"""

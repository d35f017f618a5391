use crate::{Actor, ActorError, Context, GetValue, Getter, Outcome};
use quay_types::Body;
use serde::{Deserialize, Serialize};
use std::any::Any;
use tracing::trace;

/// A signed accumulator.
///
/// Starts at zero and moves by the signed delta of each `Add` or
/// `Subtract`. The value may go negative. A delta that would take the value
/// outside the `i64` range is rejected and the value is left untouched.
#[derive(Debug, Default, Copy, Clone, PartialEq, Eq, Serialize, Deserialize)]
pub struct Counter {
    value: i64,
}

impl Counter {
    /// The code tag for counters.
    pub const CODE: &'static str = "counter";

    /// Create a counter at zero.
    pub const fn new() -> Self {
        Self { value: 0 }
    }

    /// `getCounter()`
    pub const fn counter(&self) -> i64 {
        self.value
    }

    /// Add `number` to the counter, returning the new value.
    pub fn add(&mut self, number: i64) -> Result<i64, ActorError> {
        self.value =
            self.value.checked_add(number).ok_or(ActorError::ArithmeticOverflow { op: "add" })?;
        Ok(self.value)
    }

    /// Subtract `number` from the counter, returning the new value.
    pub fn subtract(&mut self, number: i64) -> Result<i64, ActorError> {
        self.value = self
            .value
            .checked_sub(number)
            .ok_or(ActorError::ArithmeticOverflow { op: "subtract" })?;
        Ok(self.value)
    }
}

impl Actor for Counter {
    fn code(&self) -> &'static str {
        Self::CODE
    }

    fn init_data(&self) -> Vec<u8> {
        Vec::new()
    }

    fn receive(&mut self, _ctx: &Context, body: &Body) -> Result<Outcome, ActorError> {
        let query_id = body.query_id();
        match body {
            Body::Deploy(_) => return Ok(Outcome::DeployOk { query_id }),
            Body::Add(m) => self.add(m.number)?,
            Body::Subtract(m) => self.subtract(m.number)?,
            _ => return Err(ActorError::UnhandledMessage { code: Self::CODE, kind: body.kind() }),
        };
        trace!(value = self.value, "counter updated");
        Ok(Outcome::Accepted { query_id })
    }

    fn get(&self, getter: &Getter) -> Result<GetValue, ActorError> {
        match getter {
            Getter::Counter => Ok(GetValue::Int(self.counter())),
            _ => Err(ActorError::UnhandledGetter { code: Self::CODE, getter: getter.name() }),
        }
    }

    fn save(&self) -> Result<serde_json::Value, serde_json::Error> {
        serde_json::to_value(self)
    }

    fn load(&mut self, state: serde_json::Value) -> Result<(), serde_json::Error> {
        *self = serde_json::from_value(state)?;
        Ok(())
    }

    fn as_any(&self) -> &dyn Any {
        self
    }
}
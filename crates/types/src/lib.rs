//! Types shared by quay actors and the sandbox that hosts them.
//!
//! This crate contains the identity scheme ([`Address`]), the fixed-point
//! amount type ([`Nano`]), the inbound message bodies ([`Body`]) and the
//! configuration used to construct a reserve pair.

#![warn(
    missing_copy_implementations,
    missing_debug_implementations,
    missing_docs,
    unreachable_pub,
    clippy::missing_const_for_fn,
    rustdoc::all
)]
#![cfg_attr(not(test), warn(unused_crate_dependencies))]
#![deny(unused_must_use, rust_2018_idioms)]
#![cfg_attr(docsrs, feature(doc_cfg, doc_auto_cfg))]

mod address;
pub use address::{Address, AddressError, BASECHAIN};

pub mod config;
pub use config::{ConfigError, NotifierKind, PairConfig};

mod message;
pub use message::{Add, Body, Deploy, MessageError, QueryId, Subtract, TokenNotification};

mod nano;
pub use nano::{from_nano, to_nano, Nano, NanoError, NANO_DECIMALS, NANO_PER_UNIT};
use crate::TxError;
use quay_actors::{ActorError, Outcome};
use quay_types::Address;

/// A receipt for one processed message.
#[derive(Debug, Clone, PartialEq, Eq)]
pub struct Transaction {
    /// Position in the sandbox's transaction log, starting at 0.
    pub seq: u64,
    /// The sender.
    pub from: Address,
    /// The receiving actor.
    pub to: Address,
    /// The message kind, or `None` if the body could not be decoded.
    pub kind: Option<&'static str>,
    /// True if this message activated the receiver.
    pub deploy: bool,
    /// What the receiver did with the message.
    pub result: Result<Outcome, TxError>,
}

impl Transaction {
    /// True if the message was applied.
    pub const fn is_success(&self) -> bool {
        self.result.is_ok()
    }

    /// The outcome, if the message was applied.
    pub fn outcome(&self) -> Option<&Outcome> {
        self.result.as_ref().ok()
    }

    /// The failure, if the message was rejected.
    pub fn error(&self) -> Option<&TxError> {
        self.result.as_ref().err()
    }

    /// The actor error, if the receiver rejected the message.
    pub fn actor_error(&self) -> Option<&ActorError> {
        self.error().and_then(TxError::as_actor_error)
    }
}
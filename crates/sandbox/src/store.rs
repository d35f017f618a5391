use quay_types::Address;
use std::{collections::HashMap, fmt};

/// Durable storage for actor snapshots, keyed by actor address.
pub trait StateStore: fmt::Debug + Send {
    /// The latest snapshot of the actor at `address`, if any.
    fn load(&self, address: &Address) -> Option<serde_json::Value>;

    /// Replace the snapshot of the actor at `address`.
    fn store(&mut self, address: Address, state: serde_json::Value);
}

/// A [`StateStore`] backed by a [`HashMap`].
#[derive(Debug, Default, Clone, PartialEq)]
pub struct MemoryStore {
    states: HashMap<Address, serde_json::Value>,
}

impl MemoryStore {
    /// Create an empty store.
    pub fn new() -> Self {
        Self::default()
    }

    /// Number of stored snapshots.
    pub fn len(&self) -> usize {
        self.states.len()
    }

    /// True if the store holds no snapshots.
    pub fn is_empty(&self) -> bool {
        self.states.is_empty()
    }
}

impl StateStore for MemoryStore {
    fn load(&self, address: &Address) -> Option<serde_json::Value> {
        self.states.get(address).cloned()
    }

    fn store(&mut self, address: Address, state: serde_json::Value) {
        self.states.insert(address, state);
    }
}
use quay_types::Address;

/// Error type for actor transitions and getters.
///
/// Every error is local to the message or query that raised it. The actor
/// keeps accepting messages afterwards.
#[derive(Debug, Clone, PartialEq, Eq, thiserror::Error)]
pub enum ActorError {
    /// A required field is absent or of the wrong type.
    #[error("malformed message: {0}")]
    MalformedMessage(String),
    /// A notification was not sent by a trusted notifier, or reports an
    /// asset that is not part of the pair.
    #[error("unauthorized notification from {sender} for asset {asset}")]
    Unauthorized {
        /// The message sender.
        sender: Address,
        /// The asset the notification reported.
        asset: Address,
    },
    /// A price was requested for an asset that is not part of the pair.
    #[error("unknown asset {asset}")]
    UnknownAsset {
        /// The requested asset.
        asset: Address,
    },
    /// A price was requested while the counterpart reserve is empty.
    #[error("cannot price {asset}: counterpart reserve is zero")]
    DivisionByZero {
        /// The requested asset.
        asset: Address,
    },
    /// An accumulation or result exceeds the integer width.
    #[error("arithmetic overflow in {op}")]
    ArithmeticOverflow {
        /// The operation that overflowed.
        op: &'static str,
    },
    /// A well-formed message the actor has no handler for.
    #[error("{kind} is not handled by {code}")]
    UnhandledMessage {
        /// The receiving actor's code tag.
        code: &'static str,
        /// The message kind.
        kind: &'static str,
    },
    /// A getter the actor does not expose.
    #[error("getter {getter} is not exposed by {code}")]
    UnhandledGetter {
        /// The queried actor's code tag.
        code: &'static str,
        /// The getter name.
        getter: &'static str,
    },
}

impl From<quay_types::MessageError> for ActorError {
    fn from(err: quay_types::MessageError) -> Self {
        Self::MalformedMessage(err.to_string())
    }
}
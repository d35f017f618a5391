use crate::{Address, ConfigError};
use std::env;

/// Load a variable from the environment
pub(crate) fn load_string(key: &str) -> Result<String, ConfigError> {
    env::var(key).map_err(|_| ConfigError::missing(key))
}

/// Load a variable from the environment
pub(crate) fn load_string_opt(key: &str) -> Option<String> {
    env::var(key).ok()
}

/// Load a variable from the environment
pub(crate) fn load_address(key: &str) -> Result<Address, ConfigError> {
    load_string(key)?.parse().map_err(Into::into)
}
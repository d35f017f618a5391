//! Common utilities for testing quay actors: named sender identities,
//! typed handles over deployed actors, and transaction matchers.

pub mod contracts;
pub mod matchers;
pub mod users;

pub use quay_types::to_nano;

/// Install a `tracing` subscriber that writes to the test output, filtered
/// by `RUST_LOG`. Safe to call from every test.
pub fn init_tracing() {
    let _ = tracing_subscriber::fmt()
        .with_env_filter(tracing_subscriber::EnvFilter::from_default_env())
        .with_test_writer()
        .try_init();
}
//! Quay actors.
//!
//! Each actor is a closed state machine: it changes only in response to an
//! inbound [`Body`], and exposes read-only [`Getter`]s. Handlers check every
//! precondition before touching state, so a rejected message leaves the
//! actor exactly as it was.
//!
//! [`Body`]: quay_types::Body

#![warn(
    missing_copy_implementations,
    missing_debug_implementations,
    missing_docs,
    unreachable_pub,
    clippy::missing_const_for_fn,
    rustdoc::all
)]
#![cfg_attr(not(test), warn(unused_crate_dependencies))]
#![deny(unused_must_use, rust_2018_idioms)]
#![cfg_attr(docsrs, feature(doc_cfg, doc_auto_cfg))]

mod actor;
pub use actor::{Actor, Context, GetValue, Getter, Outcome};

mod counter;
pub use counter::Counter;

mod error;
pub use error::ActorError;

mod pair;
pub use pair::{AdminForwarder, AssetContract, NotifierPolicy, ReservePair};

"""

* ASSIGNMENT:
Scan the data above, please, and give the number of lines where the word "derive" occurs, with no further text.

* EXPECTED OUTPUT:
4